▼▼▼
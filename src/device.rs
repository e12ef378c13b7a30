//! Compute device selection and one-time backend initialization

use candle_core::Device;
use once_cell::sync::OnceCell;
use tracing::{info, warn};

use crate::config::DevicePreference;
use crate::error::Result;

static AUTOTUNE: OnceCell<()> = OnceCell::new();

/// Resolve a device preference to a concrete device.
///
/// `Auto` never fails: if CUDA cannot be initialized the CPU is used.
pub fn select_device(preference: DevicePreference) -> Result<Device> {
    let device = match preference {
        DevicePreference::Auto => match Device::cuda_if_available(0) {
            Ok(device) => device,
            Err(err) => {
                warn!("CUDA init failed ({err}); falling back to CPU");
                Device::Cpu
            }
        },
        DevicePreference::Cpu => Device::Cpu,
        DevicePreference::Cuda(ordinal) => Device::new_cuda(ordinal)?,
        DevicePreference::Metal(ordinal) => Device::new_metal(ordinal)?,
    };
    info!("Training device: {}", describe(&device));
    Ok(device)
}

/// Whether the device is an accelerator rather than the host CPU
pub fn is_accelerator(device: &Device) -> bool {
    !device.is_cpu()
}

/// Enable backend autotuning for the whole process.
///
/// With the `cuda` feature this switches f32 matrix multiplies to reduced
/// precision, so results differ slightly from full-precision runs.
///
/// Idempotent: only the first call touches backend state. Called by trainer
/// construction when an accelerator is selected.
pub fn enable_autotune() {
    AUTOTUNE.get_or_init(|| {
        #[cfg(feature = "cuda")]
        candle_core::cuda::set_gemm_reduced_precision_f32(true);
        info!("Backend autotuning enabled");
    });
}

/// Whether `enable_autotune` has run in this process
pub fn autotune_enabled() -> bool {
    AUTOTUNE.get().is_some()
}

/// Short human readable device name
pub fn describe(device: &Device) -> &'static str {
    if device.is_cuda() {
        "cuda"
    } else if device.is_metal() {
        "metal"
    } else {
        "cpu"
    }
}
▲▲▲
| Work to complete |
Pick out the lines above containing the word "bool", then copy them.

| Exercise result |
pub fn is_accelerator(device: &Device) -> bool {
pub fn autotune_enabled() -> bool {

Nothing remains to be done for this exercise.